[PATCH net v3 1/3] net,mptcp: fix proto fallback detection with BPF sockmap

Jiayuan Chen posted 3 patches 1 week, 1 day ago
[PATCH net v3 1/3] net,mptcp: fix proto fallback detection with BPF sockmap
Posted by Jiayuan Chen 1 week, 1 day ago
When the server has MPTCP enabled but receives a non-MP-capable request
from a client, it calls mptcp_fallback_tcp_ops().

Since non-MPTCP connections are allowed to use sockmap, which replaces
sk->sk_prot, using sk->sk_prot to determine the IP version in
mptcp_fallback_tcp_ops() becomes unreliable. This can lead to assigning
incorrect ops to sk->sk_socket->ops.

Additionally, when BPF Sockmap modifies the protocol handlers, the
original WARN_ON_ONCE(sk->sk_prot != &tcp_prot) check would falsely
trigger warnings.

Fix this by using the more stable sk_family to distinguish between IPv4
and IPv6 connections, ensuring correct fallback protocol operations are
selected even when BPF Sockmap has modified the socket protocol handlers.
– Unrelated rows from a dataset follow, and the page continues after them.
//! XML representation of FIX dictionary sources.
//!
//! This module handles the deserialization of QuickFIX-style XML dictionaries
//! into plain Rust structures using serde and quick-xml. The structures here
//! mirror the document shape one to one; the flat lookup
//! ([`FlatDictionary`](crate::FlatDictionary)) and the display tree
//! ([`SchemaTree`](crate::SchemaTree)) are both built from the same
//! [`RawDictionary`] without re-reading the XML.
//!
//! Parsing is deliberately tolerant about content (missing attributes default,
//! unknown field types are kept verbatim) and strict about structure
//! (malformed XML is an error).

use std::{convert::Infallible, fmt, fs, path::Path, str::FromStr};

use quick_xml::de::from_str;
use serde::{Deserialize, Deserializer};

use crate::Error;

#[cfg(test)]
mod tests;

// Module for custom deserialization of boolean "required" flag
mod required_flag {
    use serde::{Deserialize, Deserializer, de};

    pub fn deserialize<'de, D>(deserializer: D) -> Result<bool, D::Error>
    where
        D: Deserializer<'de>,
    {
        let s = String::deserialize(deserializer)?;
        match s.as_str() {
            "Y" | "YES" | "y" | "yes" => Ok(true),
            "N" | "NO" | "n" | "no" | "" => Ok(false),
            _ => Err(de::Error::custom(format!(
                "invalid `required` flag value: {s}",
            ))),
        }
    }
}

/// A member of a message, component, group, header or trailer.
///
/// Members keep their declaration order, which is significant both for
/// field ordering checks and for display.
#[derive(Clone, Debug, Deserialize)]
pub enum Member {
    /// Reference to a field declared in the `<fields>` section
    #[serde(rename = "field")]
    Field(MemberRef),

    /// Reference to a component declared in the `<components>` section
    #[serde(rename = "component")]
    Component(MemberRef),

    /// Inline repeating group
    #[serde(rename = "group")]
    Group(Group),
}

impl Member {
    pub fn name(&self) -> &str {
        match self {
            Member::Field(member_ref) => &member_ref.name,
            Member::Component(member_ref) => &member_ref.name,
            Member::Group(group) => &group.name,
        }
    }

    pub fn required(&self) -> bool {
        match self {
            Member::Field(member_ref) => member_ref.required,
            Member::Component(member_ref) => member_ref.required,
            Member::Group(group) => group.required,
        }
    }
}

/// A reference to a field or component by name.
#[derive(Clone, Debug, Deserialize)]
pub struct MemberRef {
    #[serde(rename = "@name")]
    pub name: String,

    #[serde(rename = "@required", default, with = "required_flag")]
    pub required: bool,
}

/// `<header>` or `<trailer>` section. Uses the component reference grammar.
#[derive(Clone, Debug, Default, Deserialize)]
pub struct Envelope {
    #[serde(rename = "$value", default)]
    pub members: Vec<Member>,
}

#[derive(Clone, Debug, Deserialize)]
pub struct Component {
    #[serde(rename = "@name")]
    pub name: String,
    #[serde(rename = "$value", default)]
    pub members: Vec<Member>,
}

/// Repeating group. The group name is the name of its NumInGroup counter
/// field (e.g. `NoPartyIDs`).
#[derive(Clone, Debug, Deserialize)]
pub struct Group {
    #[serde(rename = "@name")]
    pub name: String,
    #[serde(rename = "@required", default, with = "required_flag")]
    pub required: bool,
    #[serde(rename = "$value", default)]
    pub members: Vec<Member>,
}

/// Primitive value kinds defined by the FIX protocol.
///
/// Type names are matched case-insensitively. Names the enum does not know
/// are preserved in [`FieldType::Other`] so that custom dictionaries load and
/// display unchanged.
#[derive(Clone, Debug, Hash, Eq, PartialEq)]
pub enum FieldType {
    /// Amount (decimal number with specific precision)
    Amt,
    /// Boolean value (Y/N)
    Boolean,
    /// Single character
    Char,
    /// Country code (ISO 3166)
    Country,
    /// Currency code (ISO 4217)
    Currency,
    /// Raw binary data
    Data,
    /// Day of month (1-31)
    DayOfMonth,
    /// Exchange identifier (ISO 10383 MIC)
    Exchange,
    /// Floating point number
    Float,
    /// Integer number (`LONG` in some dictionaries)
    Int,
    /// Language identifier (ISO 639-1)
    Language,
    /// Binary data length
    Length,
    /// Local market date (YYYYMMDD)
    LocalMktDate,
    /// Month and year (YYYYMM, YYYYMMDD or YYYYMMwN)
    MonthYear,
    /// Multiple character value (space-delimited)
    MultipleCharValue,
    /// Multiple string value (space-delimited)
    MultipleStringValue,
    /// FIX 4.2 spelling of a space-delimited multiple value
    MultipleValueString,
    /// Number of entries in a repeating group
    NumInGroup,
    /// Percentage value
    Percentage,
    /// Price value
    Price,
    /// Price offset value
    PriceOffset,
    /// Quantity value
    Qty,
    /// Sequence number
    SeqNum,
    /// Character string
    String,
    /// Tag number reference
    TagNum,
    /// Time with timezone
    TzTimeOnly,
    /// Timestamp with timezone
    TzTimestamp,
    /// UTC date (YYYYMMDD)
    UtcDateOnly,
    /// UTC time (HH:MM[:SS[.sss]])
    UtcTimeOnly,
    /// UTC timestamp (YYYYMMDD-HH:MM:SS[.sss])
    UtcTimestamp,
    /// XML data
    XmlData,
    /// Custom or unrecognised type name, kept as written in the dictionary
    Other(String),
}

impl FieldType {
    pub fn as_str(&self) -> &str {
        match self {
            FieldType::Amt => "AMT",
            FieldType::Boolean => "BOOLEAN",
            FieldType::Char => "CHAR",
            FieldType::Country => "COUNTRY",
            FieldType::Currency => "CURRENCY",
            FieldType::Data => "DATA",
            FieldType::DayOfMonth => "DAYOFMONTH",
            FieldType::Exchange => "EXCHANGE",
            FieldType::Float => "FLOAT",
            FieldType::Int => "INT",
            FieldType::Language => "LANGUAGE",
            FieldType::Length => "LENGTH",
            FieldType::LocalMktDate => "LOCALMKTDATE",
            FieldType::MonthYear => "MONTHYEAR",
            FieldType::MultipleCharValue => "MULTIPLECHARVALUE",
            FieldType::MultipleStringValue => "MULTIPLESTRINGVALUE",
            FieldType::MultipleValueString => "MULTIPLEVALUESTRING",
            FieldType::NumInGroup => "NUMINGROUP",
            FieldType::Percentage => "PERCENTAGE",
            FieldType::Price => "PRICE",
            FieldType::PriceOffset => "PRICEOFFSET",
            FieldType::Qty => "QTY",
            FieldType::SeqNum => "SEQNUM",
            FieldType::String => "STRING",
            FieldType::TagNum => "TAGNUM",
            FieldType::TzTimeOnly => "TZTIMEONLY",
            FieldType::TzTimestamp => "TZTIMESTAMP",
            FieldType::UtcDateOnly => "UTCDATEONLY",
            FieldType::UtcTimeOnly => "UTCTIMEONLY",
            FieldType::UtcTimestamp => "UTCTIMESTAMP",
            FieldType::XmlData => "XMLDATA",
            FieldType::Other(name) => name,
        }
    }

    /// Returns true for kinds whose values are space-separated lists.
    pub fn is_multiple_value(&self) -> bool {
        matches!(
            self,
            FieldType::MultipleCharValue
                | FieldType::MultipleStringValue
                | FieldType::MultipleValueString
        )
    }
}

impl FieldType {
    /// Maps a dictionary type name onto a kind, case-insensitively.
    pub fn from_name(s: &str) -> FieldType {
        match s.to_ascii_uppercase().as_str() {
            "AMT" | "AMOUNT" => FieldType::Amt,
            "BOOLEAN" => FieldType::Boolean,
            "CHAR" => FieldType::Char,
            "COUNTRY" => FieldType::Country,
            "CURRENCY" => FieldType::Currency,
            "DATA" => FieldType::Data,
            "DAYOFMONTH" => FieldType::DayOfMonth,
            "EXCHANGE" => FieldType::Exchange,
            "FLOAT" => FieldType::Float,
            "INT" | "LONG" => FieldType::Int,
            "LANGUAGE" => FieldType::Language,
            "LENGTH" => FieldType::Length,
            "LOCALMKTDATE" => FieldType::LocalMktDate,
            "MONTHYEAR" => FieldType::MonthYear,
            "MULTIPLECHARVALUE" => FieldType::MultipleCharValue,
            "MULTIPLESTRINGVALUE" => FieldType::MultipleStringValue,
            "MULTIPLEVALUESTRING" => FieldType::MultipleValueString,
            "NUMINGROUP" => FieldType::NumInGroup,
            "PERCENTAGE" => FieldType::Percentage,
            "PRICE" => FieldType::Price,
            "PRICEOFFSET" => FieldType::PriceOffset,
            "QTY" | "QUANTITY" => FieldType::Qty,
            "SEQNUM" => FieldType::SeqNum,
            "STRING" => FieldType::String,
            "TAGNUM" => FieldType::TagNum,
            "TZTIMEONLY" => FieldType::TzTimeOnly,
            "TZTIMESTAMP" => FieldType::TzTimestamp,
            "UTCDATEONLY" | "UTCDATE" => FieldType::UtcDateOnly,
            "UTCTIMEONLY" => FieldType::UtcTimeOnly,
            "UTCTIMESTAMP" => FieldType::UtcTimestamp,
            "XMLDATA" => FieldType::XmlData,
            _ => FieldType::Other(s.to_owned()),
        }
    }
}

impl FromStr for FieldType {
    type Err = Infallible;

    fn from_str(s: &str) -> Result<Self, Self::Err> {
        Ok(FieldType::from_name(s))
    }
}

impl fmt::Display for FieldType {
    fn fmt(&self, f: &mut fmt::Formatter<'_>) -> fmt::Result {
        f.write_str(self.as_str())
    }
}

impl<'de> Deserialize<'de> for FieldType {
    fn deserialize<D>(deserializer: D) -> Result<Self, D::Error>
    where
        D: Deserializer<'de>,
    {
        let s = String::deserialize(deserializer)?;
        Ok(FieldType::from_name(&s))
    }
}

/// A field definition from the `<fields>` section.
#[derive(Clone, Debug, Deserialize)]
pub struct Field {
    /// The tag number that identifies this field
    #[serde(rename = "@number")]
    pub number: u32,

    /// The human-readable name of this field
    #[serde(rename = "@name")]
    pub name: String,

    /// The type name as written in the dictionary, if declared
    #[serde(rename = "@type", default)]
    pub type_name: Option<String>,

    /// Enumerated values declared directly under `<field>`
    #[serde(rename = "value", default)]
    pub values: Vec<Value>,

    /// Enumerated values declared under a `<values>` wrapper element
    #[serde(rename = "values", default)]
    pub wrapped_values: Option<ValueList>,
}

impl Field {
    /// The kind behind the declared type name.
    pub fn data_type(&self) -> Option<FieldType> {
        self.type_name.as_deref().map(FieldType::from_name)
    }

    /// Returns every enumerated value of this field, direct children first,
    /// then wrapped ones. Duplicated codes are not removed here.
    pub fn all_values(&self) -> impl Iterator<Item = &Value> {
        self.values
            .iter()
            .chain(self.wrapped_values.iter().flat_map(|list| list.values.iter()))
    }
}

/// `<values>` wrapper used by some dictionary dialects.
#[derive(Clone, Debug, Default, Deserialize)]
pub struct ValueList {
    #[serde(rename = "value", default)]
    pub values: Vec<Value>,
}

/// An enumerated value for a field.
#[derive(Clone, Debug, Deserialize)]
pub struct Value {
    /// The actual value (as it appears on the wire)
    #[serde(rename = "@enum")]
    pub value_enum: String,

    /// Human-readable description of what this value means
    #[serde(rename = "@description", default)]
    pub description: String,
}

#[derive(Clone, Debug, Deserialize)]
pub struct Message {
    #[serde(rename = "@name")]
    pub name: String,
    #[serde(rename = "@msgtype")]
    pub msg_type: String,
    #[serde(rename = "@msgcat", default)]
    pub msg_cat: String,
    #[serde(rename = "$value", default)]
    pub members: Vec<Member>,
}

fn unwrap_messages<'de, D>(deserializer: D) -> Result<Vec<Message>, D::Error>
where
    D: Deserializer<'de>,
{
    /// Represents <messages>...</messages>
    #[derive(Deserialize)]
    struct List {
        #[serde(default)]
        message: Vec<Message>,
    }
    Ok(List::deserialize(deserializer)?.message)
}

fn unwrap_components<'de, D>(deserializer: D) -> Result<Vec<Component>, D::Error>
where
    D: Deserializer<'de>,
{
    /// Represents <components>...</components>
    #[derive(Deserialize)]
    struct List {
        #[serde(default)]
        component: Vec<Component>,
    }
    Ok(List::deserialize(deserializer)?.component)
}

fn unwrap_groups<'de, D>(deserializer: D) -> Result<Vec<Group>, D::Error>
where
    D: Deserializer<'de>,
{
    /// Represents <groups>...</groups>
    #[derive(Deserialize)]
    struct List {
        #[serde(default)]
        group: Vec<Group>,
    }
    Ok(List::deserialize(deserializer)?.group)
}

fn unwrap_fields<'de, D>(deserializer: D) -> Result<Vec<Field>, D::Error>
where
    D: Deserializer<'de>,
{
    /// Represents <fields>...</fields>
    #[derive(Deserialize)]
    struct List {
        #[serde(default)]
        field: Vec<Field>,
    }
    Ok(List::deserialize(deserializer)?.field)
}

/// Type of FIX protocol.
#[derive(Clone, Copy, Debug, Deserialize, Eq, Hash, Ord, PartialEq, PartialOrd)]
#[serde(rename_all = "UPPERCASE")]
pub enum FixType {
    /// Application protocol (FIX 2.7 - FIX 5.0SP2)
    Fix,

    /// Session transport protocol (FIXT 1.1)
    Fixt,
}

impl fmt::Display for FixType {
    fn fmt(&self, f: &mut fmt::Formatter<'_>) -> fmt::Result {
        match self {
            FixType::Fix => f.write_str("FIX"),
            FixType::Fixt => f.write_str("FIXT"),
        }
    }
}

/// The parsed `<fix>` document, shared input of both dictionary views.
#[derive(Clone, Debug, Deserialize)]
pub struct RawDictionary {
    #[serde(rename = "@type", default)]
    pub fix_type: Option<FixType>,
    #[serde(rename = "@major", default)]
    pub major: String,
    #[serde(rename = "@minor", default)]
    pub minor: String,
    #[serde(rename = "@servicepack", default)]
    pub servicepack: Option<String>,
    #[serde(default)]
    pub header: Envelope,
    #[serde(default)]
    pub trailer: Envelope,
    #[serde(default, deserialize_with = "unwrap_messages")]
    pub messages: Vec<Message>,
    #[serde(default, deserialize_with = "unwrap_components")]
    pub components: Vec<Component>,
    #[serde(default, deserialize_with = "unwrap_groups")]
    pub groups: Vec<Group>,
    #[serde(default, deserialize_with = "unwrap_fields")]
    pub fields: Vec<Field>,
}

impl RawDictionary {
    /// Parses dictionary XML.
    ///
    /// # Errors
    ///
    /// Returns [`Error::XmlParse`] when the document is not well formed or
    /// does not have the dictionary shape.
    pub fn parse(xml: &str) -> Result<RawDictionary, Error> {
        Ok(from_str(xml)?)
    }

    /// Reads and parses a dictionary file.
    pub fn from_file(path: impl AsRef<Path>) -> Result<RawDictionary, Error> {
        let xml = fs::read_to_string(path)?;
        RawDictionary::parse(&xml)
    }
}

impl FromStr for RawDictionary {
    type Err = Error;

    fn from_str(s: &str) -> Result<Self, Self::Err> {
        RawDictionary::parse(s)
    }
}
Fixes: 0b4f33def7bb ("mptcp: fix tcp fallback crash")
Cc: <stable@vger.kernel.org>
Signed-off-by: Jiayuan Chen <jiayuan.chen@linux.dev>
Reviewed-by: Jakub Sitnicki <jakub@cloudflare.com>
---
 net/mptcp/protocol.c | 9 +++++++--
 1 file changed, 7 insertions(+), 2 deletions(-)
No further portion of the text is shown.